The tower grew as the pickaxes sank, casting a spiraling shadow that swung around the trenchers like the minute hand of a clock. The smooth face of the tower was finished. Now, the artists ascended, hung from ropes, they chiseled into the fire baked brick all the triumphs of Mr. Husk: the merger of his payment processing company, the time he gave the middle finger to the chair of the SEC, the bomb he developed to wipe out the nation no one remembered, the date he acquired APEP and legally made himself “Founder” through a lawsuit.

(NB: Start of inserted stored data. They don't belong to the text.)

//! Frame classification into typed link events.

use tracing::warn;

/// Header byte of a numeric value response.
pub const NUMERIC_HEAD: u8 = 0x71;
/// Header byte of a touch press/release report.
pub const TOUCH_HEAD: u8 = 0x65;
/// Single-byte sleep notification.
pub const SLEEP_HEAD: u8 = 0x86;
/// Single-byte wake notification.
pub const WAKE_HEAD: u8 = 0x87;
/// Ready-for-next-chunk signal during a transfer.
pub const READY_HEAD: u8 = 0x05;
/// Jump-to-offset instruction during a transfer.
pub const JUMP_HEAD: u8 = 0x08;

/// Flag emitted by our GUI firmware shortly after panel power-up.
/// Matched against the frame tail since the panel may prepend garbage.
pub const PROTOCOL_FLAG: &[u8] = b"LMPN";
/// Connect acknowledgement prefix from the display controller.
pub const CONNECT_ACK: &[u8] = b"comok";

/// The classified result of interpreting one frame.
#[derive(Debug, Clone, PartialEq, Eq)]
pub enum LinkEvent {
    /// Display answered the `connect` command.
    ConnectedAck,
    /// Our GUI firmware announced itself after power-up.
    ProtocolFlagSeen,
    /// Numeric response to a `get` query.
    IntegerValue(i32),
    /// Touch press or release on a component.
    TouchEvent { page: u8, component: u8, pressed: bool },
    /// Display is entering sleep.
    SleepRequested,
    /// Display woke from sleep.
    WakeRequested,
    /// Display accepted the last transfer chunk and wants the next.
    UpdateReadyForNextChunk,
    /// Display wants the transfer to continue at the given offset.
    UpdateJumpToOffset(u32),
    /// Anything the rules above did not claim.
    Unknown(Vec<u8>),
}

impl LinkEvent {
    pub fn kind(&self) -> LinkEventKind {
        match self {
            LinkEvent::ConnectedAck => LinkEventKind::ConnectedAck,
            LinkEvent::ProtocolFlagSeen => LinkEventKind::ProtocolFlagSeen,
            LinkEvent::IntegerValue(_) => LinkEventKind::IntegerValue,
            LinkEvent::TouchEvent { .. } => LinkEventKind::TouchEvent,
            LinkEvent::SleepRequested => LinkEventKind::SleepRequested,
            LinkEvent::WakeRequested => LinkEventKind::WakeRequested,
            LinkEvent::UpdateReadyForNextChunk => LinkEventKind::UpdateReadyForNextChunk,
            LinkEvent::UpdateJumpToOffset(_) => LinkEventKind::UpdateJumpToOffset,
            LinkEvent::Unknown(_) => LinkEventKind::Unknown,
        }
    }
}

/// Payload-free discriminant, used when waiting for a particular event.
#[derive(Debug, Clone, Copy, PartialEq, Eq)]
pub enum LinkEventKind {
    ConnectedAck,
    ProtocolFlagSeen,
    IntegerValue,
    TouchEvent,
    SleepRequested,
    WakeRequested,
    UpdateReadyForNextChunk,
    UpdateJumpToOffset,
    Unknown,
}

/// Classifies one frame. First matching rule wins.
///
/// Returns `None` for frames that match a rule's header but are too
/// short for its payload; those are logged and dropped rather than
/// surfaced as errors.
pub fn classify(frame: &[u8]) -> Option<LinkEvent> {
    let first = *frame.first()?;

    if first == NUMERIC_HEAD {
        if frame.len() < 5 {
            warn!("numeric response too short ({} bytes), dropping", frame.len());
            return None;
        }
        let value = i32::from_le_bytes([frame[1], frame[2], frame[3], frame[4]]);
        return Some(LinkEvent::IntegerValue(value));
    }

    if first == TOUCH_HEAD {
        if frame.len() < 4 {
            warn!("touch report too short ({} bytes), dropping", frame.len());
            return None;
        }
        return Some(LinkEvent::TouchEvent {
            page: frame[1],
            component: frame[2],
            pressed: frame[3] != 0,
        });
    }

    if first == SLEEP_HEAD {
        return Some(LinkEvent::SleepRequested);
    }

    if first == WAKE_HEAD {
        return Some(LinkEvent::WakeRequested);
    }

    if frame.len() >= PROTOCOL_FLAG.len() && frame.ends_with(PROTOCOL_FLAG) {
        return Some(LinkEvent::ProtocolFlagSeen);
    }

    if frame.len() >= CONNECT_ACK.len() && frame.starts_with(CONNECT_ACK) {
        return Some(LinkEvent::ConnectedAck);
    }

    if first == READY_HEAD {
        return Some(LinkEvent::UpdateReadyForNextChunk);
    }

    if first == JUMP_HEAD {
        if frame.len() < 5 {
            warn!("jump instruction too short ({} bytes), dropping", frame.len());
            return None;
        }
        let offset = u32::from_le_bytes([frame[1], frame[2], frame[3], frame[4]]);
        return Some(LinkEvent::UpdateJumpToOffset(offset));
    }

    Some(LinkEvent::Unknown(frame.to_vec()))
}

#[cfg(test)]
mod tests {
    use super::*;

    #[test]
    fn integer_value_is_little_endian() {
        assert_eq!(
            classify(&[0x71, 10, 0, 0, 0]),
            Some(LinkEvent::IntegerValue(10))
        );
        assert_eq!(
            classify(&[0x71, 0xFF, 0xFF, 0xFF, 0xFF]),
            Some(LinkEvent::IntegerValue(-1))
        );
    }

    #[test]
    fn touch_event_fields() {
        assert_eq!(
            classify(&[0x65, 2, 22, 1]),
            Some(LinkEvent::TouchEvent {
                page: 2,
                component: 22,
                pressed: true
            })
        );
        assert_eq!(
            classify(&[0x65, 0, 5, 0]),
            Some(LinkEvent::TouchEvent {
                page: 0,
                component: 5,
                pressed: false
            })
        );
    }

    #[test]
    fn sleep_and_wake_markers() {
        assert_eq!(classify(&[0x86]), Some(LinkEvent::SleepRequested));
        assert_eq!(classify(&[0x87]), Some(LinkEvent::WakeRequested));
    }

    #[test]
    fn protocol_flag_matches_frame_tail() {
        assert_eq!(classify(b"LMPN"), Some(LinkEvent::ProtocolFlagSeen));
        // Garbage before the flag is tolerated.
        assert_eq!(classify(b"\x00\x1ALMPN"), Some(LinkEvent::ProtocolFlagSeen));
    }

    #[test]
    fn connect_ack_matches_frame_head() {
        assert_eq!(
            classify(b"comok 1,30,NX4832T035,52"),
            Some(LinkEvent::ConnectedAck)
        );
    }

    #[test]
    fn transfer_signals() {
        assert_eq!(classify(&[0x05]), Some(LinkEvent::UpdateReadyForNextChunk));
        assert_eq!(
            classify(&[0x08, 0x88, 0x13, 0x00, 0x00]),
            Some(LinkEvent::UpdateJumpToOffset(5000))
        );
    }

    #[test]
    fn undersized_frames_are_dropped() {
        assert_eq!(classify(&[0x71, 1, 2]), None);
        assert_eq!(classify(&[0x65, 1]), None);
        assert_eq!(classify(&[0x08, 1, 2, 3]), None);
        assert_eq!(classify(&[]), None);
    }

    #[test]
    fn unmatched_frames_become_unknown() {
        assert_eq!(
            classify(&[0x70, 0x41]),
            Some(LinkEvent::Unknown(vec![0x70, 0x41]))
        );
    }

    #[test]
    fn classification_is_deterministic() {
        let frame = [0x65, 3, 7, 1];
        assert_eq!(classify(&frame), classify(&frame));
    }
}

Husk’s Column, guaranteed to last ten thousand years, a tower to impress life’s awakening on a dead rock.
News spread through the colony the following day, far faster than the violent cough that seemed poised to infect everyone. “Elijah Husk is coming!” His heart fluttered. The billionaire entrepreneur was scheduled to arrive that afternoon in the only craft capable of both landing and taking off from Mars, APEP IV.
He dug extra hard that day, despite the diarrhea that plagued his bowels. Too full of adrenaline to care, excitement swung his ax six inches deeper than anyone else. Nobody wandered off into the wastes that day.
Exhausted and pale, the remains of the 10,000 gathered in the cafeteria and waited with sunken stares. Two hours passed before the shuttlebay doors groaned open. They all stood.
From the loudspeakers echoed the words, “All rise for the first of his kind, Savior of Science, Emperor of Mars, Technobaron of the Stars, and Keeper of the Future, Elijah Husk.” A hunched over, pale-skinned man with faded red hair and freckles on his forehead that a pen struck through would form the constellation Scorpius, shuffled into the cafeteria wearing two N95 masks. A hush descended and then the less-than-10,0000 erupted with so many violent cheers and hackney coughs that no greater sound had been heard on Mars since Olympus Mons last shivered.
Behold the man.
Not knowing that he was mic’d to the comm systems, Mr. Husk asked, “Where’s the harem?”
Feeling filled Zachary Arble like the wind, filled him full and then he popped. He shaped his tongue towards the sound between Huzzah and Hallelujah, but what erupted instead of a cheer was a deep-throated sob. Tears gushed forth thick and sweet as milk, splattered the rusty, grated floor.
“You okay there?” Ernie patted him on the back but the tears flowed, so Ernie pulled him close, absorbed the wet into his kevlar.
Elijah Husk left the cafeteria for chambers unknown. The crowd dispersed to their assigned stations. But he didn’t move. He couldn’t stop himself. Mucus bubbles popped on the tip of his nose. “Shhh. Shhh. It’s all going to be okay,” Ernie said. But tears weren’t enough to make the Martian soil grow.